5. Nu'ntlsista (meaning dizzy or crazy)
  - This dance is also referred to as the fire dance. It is considered the second most important dance to the Haisla people. In this dance, the dancers wear their hair matted and act crazy. If anyone in the audience smiles, laughs or speaks they are set upon by the dancers. To demonstrate their might, dancers will walk on hot coals. You must be a nobleman to participate in this dance.
6. Tanish
  - A Haihais word meaning cannibal or man-eater. The right to participate in the Tanish dance is by inheritance only, with a few exceptions such as a dowry gift. Women are not allowed to dance, but they help with preparations for this dance and act as attendants.

==Language==

The Haisla language is spoken by the descendants of the Gitamaat and Kitlope bands from the Kitimat area of the northern coast of British Columbia. It is a Northern Wakashan language spoken by several hundred people, and is geographically the northernmost Wakashan language. Its nearest Wakashan neighbour is Oowekyala. Haisla is related to the other North Wakashan languages of Wuikyala, Heiltsuk, and Kwak'wala. It consists of two dialects, sometimes defined as sublanguages: Kitamaat and Kitlope (also known as X̣enaksialak’ala). Haisla names are written in a phonemic alphabet that allows the language's sounds to be distinguished from that of other indigenous people. Several scientific alphabets have been used for writing Haisla, and a transcription system devised by Emmon Bach is used to be able to read the Haisla inscriptions.

Recent efforts to revitalize the Haisla language have focused on expanding community-based instruction and increasing access to digital learning resources. Among these efforts are the Haisla Nation Culture and Heritage Department oversees language programming that provides instruction for community members across multiple age groups, including early childhood learners, school-aged students, adults, and elders. The department also organizes cultural education programs, workshops, and seasonal culture camps that incorporate language learning alongside traditional practices, oral storytelling, and cultural teachings.

Digital preservation initiatives have expanded access to Haisla language materials through online platforms. The Haisla language is featured on platforms like FirstVoices, a digital archive created to support Indigenous language preservation in Canada. The Haisla archive includes vocabulary databases, recorded pronunciations, songs, stories, and phrase collections designed to support both classroom instruction and independent language learning. FirstVoices has developed mobile dictionary applications and keyboard tools intended to improve accessibility for new speakers and community members living outside Kitamaat Village.

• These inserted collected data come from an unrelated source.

mod cli;

use clap::Parser;
use std::path::Path;
use std::sync::atomic::{AtomicBool, Ordering};
use std::sync::Arc;
use std::time::Instant;

use cli::{Cli, Command};
use flowsentry::engine::capture::capture_traffic;
use flowsentry::engine::live::{run_live, LiveConfig};
use flowsentry::engine::run_detection;
use flowsentry::engine::types::{SessionStats, SharedStats, ShutdownFlag};
use flowsentry::logger::{AlertSink, ConsoleSink, Event, Logger, SharedLogger};

fn main() {
    let cli = Cli::parse();

    // Initialize shutdown flag for graceful termination
    let shutdown: ShutdownFlag = Arc::new(AtomicBool::new(false));
    let session_start = Instant::now();

    // Initialize logger with optional JSON output and file logging
    let logger = Arc::new(
        Logger::new(cli.json, cli.log_file.as_deref()).expect("Failed to open log file"),
    );

    let stats = SessionStats::new();

    register_shutdown_handler(Arc::clone(&shutdown));

    let result = match cli.command {
        Command::Capture { interface, output, duration } => {
            capture_traffic(&interface, Path::new(&output), duration, &shutdown, &logger)
                .map(|_| ())
        }

        Command::Detect { pcap, debug, thresholds } => {
            let sink = ConsoleSink::new(Arc::clone(&logger));
            run_detection(
                Path::new(&pcap),
                &thresholds.to_thresholds(),
                debug,
                &logger,
                &stats,
            )
            .map(|report| {
                if report.alerts.is_empty() {
                    logger.log(&Event::Info { message: "no threats detected" });
                } else {
                    for alert in &report.alerts {
                        sink.report(alert);
                        stats.alerts_emitted.fetch_add(1, Ordering::Relaxed);
                    }
                }
            })
        }

        Command::Live { interface, window, debug, thresholds } => {
            logger.log(&Event::Info {
                message: &format!(
                    "starting live detection on '{}' with {}s windows (Ctrl+C to stop)",
                    interface, window
                ),
            });
            let sink = ConsoleSink::new(Arc::clone(&logger));
            let cfg = LiveConfig {
                interface,
                window,
                thresholds: thresholds.to_thresholds(),
                debug,
            };
            let outcome = run_live(&cfg, &sink, &logger, &stats, &shutdown);
            print_summary(&logger, &stats, session_start);
            outcome
        }

        Command::Train { pcap: _ } => {
            logger.log(&Event::Info {
                message: "training is not implemented yet; this version is rule-based only",
            });
            Ok(())
        }
    };

    if let Err(e) = result {
        logger.log(&Event::Warn { message: &e.to_string() });
        std::process::exit(e.exit_code());
    }
}

/// Registers a signal handler for graceful shutdown on Ctrl+C
fn register_shutdown_handler(shutdown: ShutdownFlag) {
    if let Err(e) = ctrlc::set_handler(move || {
        println!("\n[!] Ctrl+C received, shutting down...");
        shutdown.store(true, Ordering::SeqCst);
    }) {
        eprintln!("failed to register Ctrl+C handler: {}", e);
        std::process::exit(1);
    }
}

/// Prints session summary statistics after a live run.
fn print_summary(logger: &SharedLogger, stats: &SharedStats, session_start: Instant) {
    logger.log(&Event::SessionSummary {
        duration_secs:  session_start.elapsed().as_secs(),
        windows:        stats.windows_completed.load(Ordering::Relaxed),
        packets_total:  stats.packets_total.load(Ordering::Relaxed),
        flows_total:    stats.flows_total.load(Ordering::Relaxed),
        alerts_emitted: stats.alerts_emitted.load(Ordering::Relaxed),
    });
}
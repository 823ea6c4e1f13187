//! Fixed-width numeric feature vectors for downstream statistical analysis.
//!
//! Nothing in the rule engine consumes these; they exist so a future scoring
//! model can train on the same flow aggregation the rules see.

use crate::engine::config::FEATURE_DURATION_FLOOR;
use crate::engine::types::FlowTable;

/// `[duration, packets, bytes, pps, bps, protocol_id, src_port, dst_port]`
pub type FeatureVector = [f64; 8];

/// Maps a transport protocol name to a stable numeric identifier.
pub fn protocol_to_id(protocol: &str) -> u32 {
    match protocol.to_ascii_uppercase().as_str() {
        "TCP"  => 1,
        "UDP"  => 2,
        "ICMP" => 3,
        _      => 0,
    }
}

/// Converts a port string to a number, yielding 0 for anything non-numeric.
pub fn safe_port(port: &str) -> u32 {
    port.parse::<u16>().map(u32::from).unwrap_or(0)
}

/// Converts every flow into a feature vector, in flow-table iteration order.
///
/// The duration floor here is tighter than the flow's own floor; it exists
/// only to guard the two rate divisions.
pub fn extract_features(flows: &FlowTable) -> Vec<FeatureVector> {
    flows
        .values()
        .map(|flow| {
            let duration = (flow.end_time - flow.start_time).max(FEATURE_DURATION_FLOOR);
            [
                duration,
                flow.packet_count as f64,
                flow.byte_count as f64,
                flow.packet_count as f64 / duration,
                flow.byte_count as f64 / duration,
                protocol_to_id(&flow.protocol) as f64,
                safe_port(&flow.src_port) as f64,
                safe_port(&flow.dst_port) as f64,
            ]
        })
        .collect()
}

#[cfg(test)]
mod tests {
    use super::*;
    use crate::engine::types::{Flow, FlowKey, FlowTable};

    fn table_with(protocol: &str, sport: &str, dport: &str) -> FlowTable {
        let mut flows = FlowTable::new();
        flows.insert(
            FlowKey {
                src_ip:   "1.1.1.1".into(),
                dst_ip:   "2.2.2.2".into(),
                src_port: sport.into(),
                dst_port: dport.into(),
                protocol: protocol.into(),
            },
            Flow {
                src_ip:       "1.1.1.1".into(),
                dst_ip:       "2.2.2.2".into(),
                src_port:     sport.into(),
                dst_port:     dport.into(),
                protocol:     protocol.into(),
                start_time:   10.0,
                end_time:     12.0,
                packet_count: 100,
                byte_count:   50_000,
            },
        );
        flows
    }

    #[test]
    fn vector_layout_matches_flow_statistics() {
        let vectors = extract_features(&table_with("TCP", "40000", "80"));
        assert_eq!(vectors.len(), 1);
        let v = vectors[0];
        assert_eq!(v[0], 2.0);       // duration
        assert_eq!(v[1], 100.0);     // packets
        assert_eq!(v[2], 50_000.0);  // bytes
        assert_eq!(v[3], 50.0);      // pps
        assert_eq!(v[4], 25_000.0);  // bps
        assert_eq!(v[5], 1.0);       // TCP
        assert_eq!(v[6], 40_000.0);
        assert_eq!(v[7], 80.0);
    }

    #[test]
    fn protocol_ids_are_stable() {
        assert_eq!(protocol_to_id("TCP"), 1);
        assert_eq!(protocol_to_id("udp"), 2);
        assert_eq!(protocol_to_id("Icmp"), 3);
        assert_eq!(protocol_to_id("SCTP"), 0);
        assert_eq!(protocol_to_id(""), 0);
    }

    #[test]
    fn non_numeric_ports_become_zero() {
        let vectors = extract_features(&table_with("UDP", "domain", "53"));
        assert_eq!(vectors[0][6], 0.0);
        assert_eq!(vectors[0][7], 53.0);
    }

    #[test]
    fn zero_duration_flow_uses_rate_floor() {
        let mut flows = table_with("TCP", "1", "2");
        for flow in flows.values_mut() {
            flow.end_time = flow.start_time;
        }
        let v = extract_features(&flows)[0];
        assert_eq!(v[0], 1e-6);
        assert!(v[3].is_finite() && v[3] > 0.0);
    }
}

In 2020, Haisla Nation partnered with the First Nations Education Foundation on a language documentation project intended to record approximately 10,000 Haisla words with the assistance of fluent elders. Organizers stated that the project was developed in response to declining numbers of fluent speakers and was intended to support future curriculum development, pronunciation preservation, and long-term language documentation efforts.

==In popular culture==
- The novel Monkey Beach, by Canadian author Eden Robinson, follows the lives of a Haisla teenager and her family.
- Son of a Trickster by Eden Robinson was released in 2017. This novel follows Jared through his grade 10 years in Kitimat and his first encounters with magic. The Canadian television series Trickster, based on the novel, premiered in 2020.
- The Snotty Nose Rez Kids, a Hip Hop duo from the Haisla Nation, won the Juno Award for Indigenous Music Album of the Year in 2019.